Lessons in diversification
There are only few examples of countries that successfully managed diversification away from primary dependence. The examples of Malaysia and Norway suggest that a sound institutional framework, robust fiscal framework, supportive public sector industrial policies, appropriate business climate and human capital are important factors in enabling successful diversification away from the oil sector. A backdrop of low oil prices exacerbates diversification challenges but also provides impetus for change.

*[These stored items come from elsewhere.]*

//! SMTP `DATA` payload rendering.

use crate::charset::Charset;
use crate::encoding::{encode_base64_folded, encode_encoded_word};
use chrono::{DateTime, Utc};
use std::fmt::Write as _;

/// Transfer encoding declared in the rendered headers.
#[derive(Debug, Clone, Copy, PartialEq, Eq)]
pub enum TransferEncoding {
    /// 7-bit ASCII, transmitted as-is.
    SevenBit,
    /// Base64 encoding.
    Base64,
}

impl TransferEncoding {
    /// The encoding a charset's content goes out with.
    #[must_use]
    pub const fn for_charset(charset: Charset) -> Self {
        if charset.is_ascii() {
            Self::SevenBit
        } else {
            Self::Base64
        }
    }
}

impl std::fmt::Display for TransferEncoding {
    fn fmt(&self, f: &mut std::fmt::Formatter<'_>) -> std::fmt::Result {
        match self {
            Self::SevenBit => write!(f, "7bit"),
            Self::Base64 => write!(f, "base64"),
        }
    }
}

/// Renders an outbound message into `DATA` payload bytes.
///
/// Produces the header block (`From`, `To`, `Subject`, `Date`,
/// `MIME-Version`, `Content-Type`, `Content-Transfer-Encoding`), one blank
/// line, then the body. Lines end in `\n`; the protocol terminator is the
/// session driver's job.
///
/// The declared transfer encoding always matches the bytes: for an ASCII
/// charset the subject and body pass through untouched under `7bit`; for
/// anything else the subject becomes an RFC 2047 encoded-word and the body
/// is base64, folded at 76 columns, under `base64`.
///
/// Rendering is deterministic: the timestamp for the `Date` header is an
/// explicit input, and identical inputs yield byte-identical payloads.
#[must_use]
pub fn render(
    from: &str,
    to: &[&str],
    subject: &str,
    body: &str,
    charset: Charset,
    date: DateTime<Utc>,
) -> Vec<u8> {
    let encoding = TransferEncoding::for_charset(charset);

    let (subject_line, body_block) = match encoding {
        TransferEncoding::SevenBit => (subject.to_string(), body.to_string()),
        TransferEncoding::Base64 => (
            encode_encoded_word(subject, charset.name()),
            encode_base64_folded(body.as_bytes()),
        ),
    };

    let mut out = String::new();
    let _ = writeln!(out, "From: {from}");
    let _ = writeln!(out, "To: {}", to.join(", "));
    let _ = writeln!(out, "Subject: {subject_line}");
    let _ = writeln!(out, "Date: {}", date.to_rfc2822());
    out.push_str("MIME-Version: 1.0\n");
    let _ = writeln!(out, "Content-Type: text/plain; charset=\"{charset}\"");
    let _ = writeln!(out, "Content-Transfer-Encoding: {encoding}");
    out.push('\n');
    out.push_str(&body_block);
    if !body_block.ends_with('\n') {
        out.push('\n');
    }

    out.into_bytes()
}
//! SMTP reply line validation.
//!
//! The session driver only ever needs two judgements about a server line:
//! whether it starts with the reply code the current step expects, and
//! whether it terminates a multi-line reply. Both look at fixed byte
//! positions, per the textual SMTP convention.

use crate::error::{Error, Result};
use crate::types::ReplyCode;

/// Validates that a server line carries the expected reply code.
///
/// A line is acceptable iff its first three characters equal the expected
/// numeric code. Everything else, including lines shorter than three
/// characters, is a protocol failure carrying the raw line.
///
/// # Errors
///
/// Returns [`Error::UnexpectedReply`] when the prefix does not match.
pub fn expect_code(line: &str, expected: ReplyCode) -> Result<()> {
    let code = expected.to_string();
    if line.as_bytes().get(..3) == Some(code.as_bytes()) {
        return Ok(());
    }
    Err(Error::UnexpectedReply {
        expected,
        line: line.to_string(),
    })
}

/// Checks if a line is the last line of a multi-line reply.
///
/// Multi-line replies use `-` after the code for continuation and a space
/// for the final line (`250-...` vs `250 ...`). Inspecting the fourth byte
/// is an intentional simplification of the RFC 5321 rule: continuation
/// lines are only delimited here, never code-checked.
#[must_use]
pub fn is_last_reply_line(line: &str) -> bool {
    line.len() >= 4 && line.as_bytes()[3] == b' '
}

Saudi comprehensive reforms follow standard template to shift gears
The Saudi NTP broadly follows the generally accepted template of comprehensive macro- and micro- reforms needed to diversify beyond the hydrocarbon sector, in our view. The literature suggests successful diversification entails ideally a combination of three types of innovations: processes, products and organizations. Enhancement in processes would enhance productivity, new products would support emergence of new sectoral growth drivers, and improved micro- and macro-governance would help sustain production gains. The key to furthering the development path would be to move from an initial labour- and capital-intensive phase towards a phase focused on increasing productivity growth through higher value-added sectors.
This will require the retention of white-collar workers, steady progress on institution-building, an increase non-hydrocarbon FDI, horizontal and vertical integration, a broader manufacturing base including at first through sectors with competitive advantage (downstream or energy-intensive ones), greater integration into the global value chain through enhanced trade relations, as well as education and business climate reform to overcome structural rigidities, in our view.

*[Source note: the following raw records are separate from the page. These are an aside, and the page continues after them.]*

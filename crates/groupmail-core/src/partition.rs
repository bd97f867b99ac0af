//! Group partitioning.
//!
//! Splits a flat address list into a requested number of groups with
//! balanced sizes. The first member of each contiguous chunk becomes the
//! group's sender, the rest its receivers.

use crate::error::{Error, Result};
use crate::model::Group;
use groupmail_smtp::Address;
use rand::seq::SliceRandom;

/// Smallest legal group: one sender plus one receiver.
pub const MIN_GROUP_SIZE: usize = 2;
/// Largest legal group.
pub const MAX_GROUP_SIZE: usize = 5;

/// Explicit group-id sequence.
///
/// Owned by the partitioner instead of living in ambient global state, so
/// tests can inject a fixed starting value and runs stay deterministic.
#[derive(Debug, Default)]
pub struct IdSequence(u32);

impl IdSequence {
    /// Creates a sequence starting at the given id.
    #[must_use]
    pub const fn starting_at(start: u32) -> Self {
        Self(start)
    }

    fn next(&mut self) -> u32 {
        let id = self.0;
        self.0 += 1;
        id
    }
}

/// Partitions address lists into groups.
#[derive(Debug, Default)]
pub struct Partitioner {
    ids: IdSequence,
    shuffle: bool,
}

impl Partitioner {
    /// Creates a partitioner with ids starting at zero and no shuffling.
    #[must_use]
    pub fn new() -> Self {
        Self::default()
    }

    /// Creates a partitioner with an injected id sequence.
    #[must_use]
    pub const fn with_ids(ids: IdSequence) -> Self {
        Self {
            ids,
            shuffle: false,
        }
    }

    /// Enables or disables shuffling the addresses before slicing.
    ///
    /// Shuffling avoids a deterministic sender bias across runs; it is off
    /// by default so tests and repeated runs see stable group assignments.
    #[must_use]
    pub const fn shuffle(mut self, shuffle: bool) -> Self {
        self.shuffle = shuffle;
        self
    }

    /// Partitions `addresses` into exactly `group_count` groups.
    ///
    /// Sizes are balanced: with `base = len / group_count` and
    /// `extra = len % group_count`, the first `extra` groups get `base + 1`
    /// members and the rest `base`. Every input address lands in exactly
    /// one group; the first address of each chunk is the sender.
    ///
    /// # Errors
    ///
    /// Returns a distinct [`Error::Config`] when `group_count` is zero,
    /// when there are fewer than `2 * group_count` addresses, or more than
    /// `5 * group_count`. No partial result is ever returned.
    pub fn partition(&mut self, addresses: &[Address], group_count: usize) -> Result<Vec<Group>> {
        if group_count < 1 {
            return Err(Error::Config(
                "number of groups must be at least 1".to_string(),
            ));
        }
        if addresses.len() < group_count * MIN_GROUP_SIZE {
            return Err(Error::Config(format!(
                "not enough addresses ({}) to form {group_count} groups of at least {MIN_GROUP_SIZE}",
                addresses.len()
            )));
        }
        if addresses.len() > group_count * MAX_GROUP_SIZE {
            return Err(Error::Config(format!(
                "too many addresses ({}) to form {group_count} groups of at most {MAX_GROUP_SIZE}",
                addresses.len()
            )));
        }

        let mut pool = addresses.to_vec();
        if self.shuffle {
            pool.shuffle(&mut rand::rng());
        }

        let base = pool.len() / group_count;
        let extra = pool.len() % group_count;

        let mut groups = Vec::with_capacity(group_count);
        let mut rest = pool.as_slice();
        for i in 0..group_count {
            let size = base + usize::from(i < extra);
            let (chunk, tail) = rest.split_at(size);
            rest = tail;

            let sender = chunk[0].clone();
            let receivers = chunk[1..].to_vec();
            groups.push(Group::new(self.ids.next(), sender, receivers));
        }

        Ok(groups)
    }
}

#[cfg(test)]
#[allow(clippy::unwrap_used)]
mod tests {
    use super::*;
    use proptest::prelude::*;
    use std::collections::BTreeSet;

    fn addresses(n: usize) -> Vec<Address> {
        (0..n)
            .map(|i| Address::new(format!("user{i}@example.com")).unwrap())
            .collect()
    }

    fn members(group: &Group) -> Vec<Address> {
        let mut all = vec![group.sender().clone()];
        all.extend_from_slice(group.receivers());
        all
    }

    #[test]
    fn rejects_zero_groups() {
        let err = Partitioner::new().partition(&addresses(4), 0).unwrap_err();
        assert!(matches!(err, Error::Config(_)));
    }

    #[test]
    fn rejects_too_few_addresses() {
        let err = Partitioner::new().partition(&addresses(5), 3).unwrap_err();
        match err {
            Error::Config(msg) => assert!(msg.contains("not enough")),
            other => panic!("unexpected error: {other:?}"),
        }
    }

    #[test]
    fn rejects_too_many_addresses() {
        let err = Partitioner::new().partition(&addresses(16), 3).unwrap_err();
        match err {
            Error::Config(msg) => assert!(msg.contains("too many")),
            other => panic!("unexpected error: {other:?}"),
        }
    }

    #[test]
    fn ten_addresses_in_three_groups() {
        let input = addresses(10);
        let groups = Partitioner::new().partition(&input, 3).unwrap();

        let sizes: Vec<usize> = groups.iter().map(Group::member_count).collect();
        assert_eq!(sizes, vec![4, 3, 3]);

        // Contiguous slicing without shuffle: membership in input order.
        let flattened: Vec<Address> = groups.iter().flat_map(|g| members(g)).collect();
        assert_eq!(flattened, input);
    }

    #[test]
    fn sender_is_first_and_excluded_from_receivers() {
        let input = addresses(6);
        let groups = Partitioner::new().partition(&input, 2).unwrap();

        for group in &groups {
            assert!(!group.receivers().contains(group.sender()));
            assert!(!group.receivers().is_empty());
        }
        assert_eq!(groups[0].sender(), &input[0]);
        assert_eq!(groups[1].sender(), &input[3]);
    }

    #[test]
    fn ids_are_monotonic_from_injected_start() {
        let mut partitioner = Partitioner::with_ids(IdSequence::starting_at(7));
        let groups = partitioner.partition(&addresses(4), 2).unwrap();
        assert_eq!(groups[0].id(), 7);
        assert_eq!(groups[1].id(), 8);

        // The counter carries across partition calls, never resetting.
        let more = partitioner.partition(&addresses(4), 2).unwrap();
        assert_eq!(more[0].id(), 9);
        assert_eq!(more[1].id(), 10);
    }

    #[test]
    fn shuffle_preserves_membership() {
        let input = addresses(10);
        let groups = Partitioner::new().shuffle(true).partition(&input, 3).unwrap();

        let got: BTreeSet<String> = groups
            .iter()
            .flat_map(|g| members(g))
            .map(|a| a.as_str().to_string())
            .collect();
        let want: BTreeSet<String> = input.iter().map(|a| a.as_str().to_string()).collect();
        assert_eq!(got, want);
    }

    proptest! {
        #[test]
        fn partition_laws(group_count in 1usize..12, fill in 0usize..=100) {
            // Address count anywhere in the legal band [2g, 5g].
            let span = group_count * (MAX_GROUP_SIZE - MIN_GROUP_SIZE);
            let count = group_count * MIN_GROUP_SIZE + (fill * span) / 100;
            let input = addresses(count);

            let groups = Partitioner::new().partition(&input, group_count).unwrap();

            prop_assert_eq!(groups.len(), group_count);
            for group in &groups {
                prop_assert!(group.member_count() >= MIN_GROUP_SIZE);
                prop_assert!(group.member_count() <= MAX_GROUP_SIZE);
                prop_assert!(!group.receivers().contains(group.sender()));
            }

            // Exact membership preservation: no duplicates or omissions.
            let mut flattened: Vec<String> = groups
                .iter()
                .flat_map(|g| members(g))
                .map(|a| a.as_str().to_string())
                .collect();
            flattened.sort();
            let mut expected: Vec<String> =
                input.iter().map(|a| a.as_str().to_string()).collect();
            expected.sort();
            prop_assert_eq!(flattened, expected);
        }
    }
}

Medium-term diversification may require Fx reform
As diversification progresses, the case for increased Fx flexibility and making space for autonomous monetary policy conduct is likely to gradually take shape. Presumably, such a move would require putting in place a supportive institutional structure which is currently broadly lacking. It would also await improvements in productivity growth and the development of competitive local industries to minimize a potential Dutch disease effect on infant or other sectors. A fairly valued real effective exchange rate (REER) would support efficient allocation of production factors across sectors and improve competitiveness of the tradable goods sector.
Malaysia case study highlights the role of supportive public sector
Malaysia’s diversification away from primary commodities relied on a series of National Industrial Policies and Industrial Master Plans to promote the manufacturing sector. Focus was given to sectors with high export potential, and efforts were taken to create linkages with other sectors and to deepen interconnection with other industries. Growth strategies also aimed to develop local technological capabilities and clusters of industrial development, similar to the localization and industrial strategies spearheaded by the Saudi National Transformation Plan.